MediaMath in The Australian Financial Review
Expats head home to take on social media rivals
By: Paul McIntyre Published: April 2, 2012
Three expatriate Australians are returning home from New York to take on Facebook at what the social media site does best: sell Facebook advertising.
It might seem a far-fetched notion but Facebook is up against what Google faced about five years ago, when the global advertising market started wising up to how the online search juggernaut worked.
In the cases of both Google and Facebook, tech-savvy entrepreneurs are now figuring out ways to match and even beat the website companies at their own advertising game. The incentive is particularly attractive when blue-chip advertisers have billions in advertising contracts up for grabs.
The chief executive of the world’s biggest marketing services company, WPP, Sir Martin Sorrell, last week hinted his London-based group would double its client spending on the social platform to $US400 million ($386 million) globally this year. WPP already spends about $US2 billion worldwide with Google, which is rapidly closing on the $US2.5 billion it spends with News Corp.
Enter the founders of Kinected, an Australian company that has struck a series of agreements with US tech firms backed by venture capitalists who deem Australia and the broader Asia region too difficult to expand into in their early development phase.
Kinected’s co-founders, Gary Hardwick, Mick O’Brien and Ross McNab are upbeat about using Australia as a beachhead into Asia.
Kinected has struck licensing deals with four US technology platforms. These are an online advertising trading exchange called MediaMath that operates like a sharemarket, managing bids for advertising inventory; a data management company called BlueKai; a firm that “tags” online ads to determine which publishers have generated a sale or click, called TagMan; and Unified Social, a technology that allows large advertisers to buy advertising on Facebook, LinkedIn, Twitter and other social media sites globally while avoiding Facebook advertising management entirely.
“Because it took social media a couple of years to do what TV did in 50 years, technologies are evolving very fast,” said Kinected’s chief executive Mick O’Brien.
“If you take social media advertising, and say focus on Facebook, major companies might be dealing directly with Facebook but they only get a certain level of service, a certain level of user targeting at a certain price. They’re not in complete control. These new technologies give the market better control over their advertising dollars on these new channels.”
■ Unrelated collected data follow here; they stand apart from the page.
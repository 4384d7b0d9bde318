// head_tracker.rs - gyroscope-driven head orientation

use crate::integrator;
use crate::remap::{self, DisplayRotation};
use glam::{Mat4, Quat, Vec3};
use log::{debug, info, trace};
use parking_lot::Mutex;
use std::sync::atomic::{AtomicBool, Ordering};

#[derive(Debug, Clone, Copy, PartialEq, Eq)]
pub enum SensorKind {
    Accelerometer,
    Gyroscope,
}

impl SensorKind {
    /// Platform sensor type codes.
    pub fn from_code(code: i32) -> Option<Self> {
        match code {
            1 => Some(SensorKind::Accelerometer),
            4 => Some(SensorKind::Gyroscope),
            _ => None,
        }
    }
}

/// One timestamped 3-axis reading.
#[derive(Debug, Clone, Copy, PartialEq)]
pub struct SensorSample {
    pub kind: SensorKind,
    pub values: [f32; 3],
    pub timestamp_ns: i64,
    pub accuracy: i32,
}

impl SensorSample {
    pub fn gyroscope(values: [f32; 3], timestamp_ns: i64) -> Self {
        Self { kind: SensorKind::Gyroscope, values, timestamp_ns, accuracy: 3 }
    }

    pub fn accelerometer(values: [f32; 3], timestamp_ns: i64) -> Self {
        Self { kind: SensorKind::Accelerometer, values, timestamp_ns, accuracy: 3 }
    }
}

struct TrackerState {
    orientation: Quat,
    last_gyro_ns: i64,
    last_accel: Option<Vec3>,
    display_rotation: DisplayRotation,
    head_view: Mat4,
}

/// Integrates gyroscope samples into a head-view matrix readable from any thread.
pub struct HeadTracker {
    tracking: AtomicBool,
    state: Mutex<TrackerState>,
}

impl Default for HeadTracker {
    fn default() -> Self {
        Self::new()
    }
}

impl HeadTracker {
    pub fn new() -> Self {
        Self {
            tracking: AtomicBool::new(false),
            state: Mutex::new(TrackerState {
                orientation: Quat::IDENTITY,
                last_gyro_ns: 0,
                last_accel: None,
                display_rotation: DisplayRotation::Deg0,
                head_view: Mat4::IDENTITY,
            }),
        }
    }

    pub fn start_tracking(&self) {
        self.state.lock().last_gyro_ns = 0;
        if !self.tracking.swap(true, Ordering::AcqRel) {
            info!("head tracking started");
        }
    }

    pub fn stop_tracking(&self) {
        if self.tracking.swap(false, Ordering::AcqRel) {
            info!("head tracking stopped");
        }
    }

    pub fn is_tracking(&self) -> bool {
        self.tracking.load(Ordering::Acquire)
    }

    pub fn set_display_rotation(&self, rotation: DisplayRotation) {
        self.state.lock().display_rotation = rotation;
    }

    pub fn process_sensor_data(&self, sample: &SensorSample) {
        if !self.is_tracking() {
            return;
        }

        match sample.kind {
            SensorKind::Gyroscope => {
                let mut state = self.state.lock();
                let dt = integrator::sample_interval(state.last_gyro_ns, sample.timestamp_ns);
                state.last_gyro_ns = sample.timestamp_ns;
                state.orientation =
                    integrator::integrate(state.orientation, Vec3::from_array(sample.values), dt);
                let view = integrator::head_view_matrix(state.orientation);
                state.head_view = remap::apply_display_rotation(state.display_rotation, &view);
                trace!("gyro dt={dt:.4} q={:?}", state.orientation);
            }
            SensorKind::Accelerometer => {
                // Kept for drift correction; not fused yet.
                self.state.lock().last_accel = Some(Vec3::from_array(sample.values));
                debug!("accelerometer sample at {}", sample.timestamp_ns);
            }
        }
    }

    /// Full snapshot of the current head-view matrix.
    pub fn last_head_view(&self) -> Mat4 {
        self.state.lock().head_view
    }

    pub fn orientation(&self) -> Quat {
        self.state.lock().orientation
    }

    pub fn last_acceleration(&self) -> Option<Vec3> {
        self.state.lock().last_accel
    }
}

#[cfg(test)]
mod tests {
    use super::*;
    use std::sync::Arc;

    #[test]
    fn ignores_samples_while_idle() {
        let tracker = HeadTracker::new();
        tracker.process_sensor_data(&SensorSample::gyroscope([90.0, 0.0, 0.0], 10));
        assert_eq!(tracker.last_head_view(), Mat4::IDENTITY);
    }

    #[test]
    fn gyro_updates_head_view() {
        let tracker = HeadTracker::new();
        tracker.start_tracking();
        let mut ts = 1_000_000_000;
        for _ in 0..50 {
            ts += 10_000_000;
            tracker.process_sensor_data(&SensorSample::gyroscope([0.0, 90.0, 0.0], ts));
        }
        let view = tracker.last_head_view();
        assert!(!view.abs_diff_eq(Mat4::IDENTITY, 1e-3));
        let expected = Mat4::from_rotation_y(std::f32::consts::FRAC_PI_4).transpose();
        assert!(view.abs_diff_eq(expected, 1e-2));
        assert!((tracker.orientation().length() - 1.0).abs() < 1e-4);
    }

    #[test]
    fn accelerometer_does_not_rotate() {
        let tracker = HeadTracker::new();
        tracker.start_tracking();
        tracker.process_sensor_data(&SensorSample::accelerometer([0.0, 9.8, 0.0], 5));
        assert_eq!(tracker.last_head_view(), Mat4::IDENTITY);
        assert_eq!(tracker.last_acceleration(), Some(Vec3::new(0.0, 9.8, 0.0)));
    }

    #[test]
    fn stop_is_idempotent() {
        let tracker = HeadTracker::new();
        tracker.stop_tracking();
        tracker.start_tracking();
        tracker.stop_tracking();
        tracker.stop_tracking();
        assert!(!tracker.is_tracking());
    }

    #[test]
    fn snapshots_are_never_torn() {
        let tracker = Arc::new(HeadTracker::new());
        tracker.start_tracking();
        let writer = {
            let tracker = Arc::clone(&tracker);
            std::thread::spawn(move || {
                let mut ts = 1;
                for _ in 0..2000 {
                    ts += 5_000_000;
                    tracker.process_sensor_data(&SensorSample::gyroscope([40.0, -75.0, 12.0], ts));
                }
            })
        };
        for _ in 0..2000 {
            let m = tracker.last_head_view();
            let x = m.x_axis.truncate();
            let y = m.y_axis.truncate();
            assert!((x.length() - 1.0).abs() < 1e-3);
            assert!(x.dot(y).abs() < 1e-3);
        }
        writer.join().unwrap();
    }
}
Unified Social is one of the deals Kinected has struck. More are in the pipeline. Mr O’Brien said although Australia should be creating these technologies here, the risk appetite from local investors and a lack of scale means the US is driving most innovation in digital advertising.
“It has forced a lot of Australians to go offshore. Australia misses out but we see a very big opportunity to aggregate a great stack of technology platforms, bring them to Australia and then expand though Asia,” Mr O’Brien said.